Screening of the MTM1 gene should be considered in females with suggestive clinical and histopathological features; although usually asymptomatic or only mildly affected, carriers may manifest severe symptoms in the presence of skewed X-inactivation and/or structural alterations involving the X-chromosome such as interstitial deletions [34-40].

Myotubularin belongs to the large family of dual-specificity phosphatases, playing a role in the epigenetic regulation of signalling pathways involved in growth and differentiation; mutations in some human myotubularin homologues have been associated with two specific forms of peripheral neuropathies of the Charcot-Marie-Tooth (CMT) type, CMT 4B1 [111,112] and CMT 4B2 [113,114]. A specific function has been proposed for myotubularin in dephosphorylating phosphatidylinositol 3-phosphate [PtdIns3P] and PtdIns(3,5)P. These two phospholipids are second messengers with a crucial role in membrane trafficking; by dephosphorylation of PtdIns(3,5)P2, myotubularin also produces PtdIns5P, whose function is not fully characterised [95,115-126]. In addition to the catalytic site, myotubularins form homo- and heterodimers and contain lipid and protein binding sites; these domains include a GRAM-PH, a coiled-coil region and a putative PDZ binding site. Concerning myotubularin, no protein interactors have been characterised to date in skeletal muscle. The deleterious effect of specific MTM1 mutations may be due to either destabilisation of the 3-D structure or loss of enzymatic activity, although it is possible that a few mutations affect existing but not yet identified protein-protein interactions in muscle.

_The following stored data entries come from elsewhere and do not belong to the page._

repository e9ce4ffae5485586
pub mod error;
pub mod handlers;
pub mod models;
pub mod repository;

pub use error::*;
pub use handlers::*;
pub use models::*;
pub use repository::*;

Observations in an MTM1-related mouse model [127] suggest a role of myotubularin in muscle fibre maintenance but not in myogenesis. A recent gene expression profiling study in muscle harbouring MTM1 mutations revealed upregulation of transcripts for cytoskeletal and extracellular matrix proteins within or around atrophic myofibres, indicating that remodelling of cytoskeletal and extracellular architecture plays a role in the atrophy and intracellular disorganization observed in X-linked myotubular myopathy [128]. Prolonged expression but eventual decrease of developmentally regulated proteins in muscle from affected infants (see also paragraph on Diagnostic methods below) suggests maturational delay rather than complete developmental arrest in this condition.

Dominant forms of centronuclear myopathy have been associated with mutations in two genes, the dynamin 2 (DNM2) gene on chromosome 19p13.2 [76] also implicated in dominant intermediate (CMTDIB) [80] and axonal (CMT2) [129,130] forms of Charcot-Marie-Tooth disease, and the skeletal muscle ryanodine receptor (RYR1) gene on chromosome 19q13.1 in one isolated case [82].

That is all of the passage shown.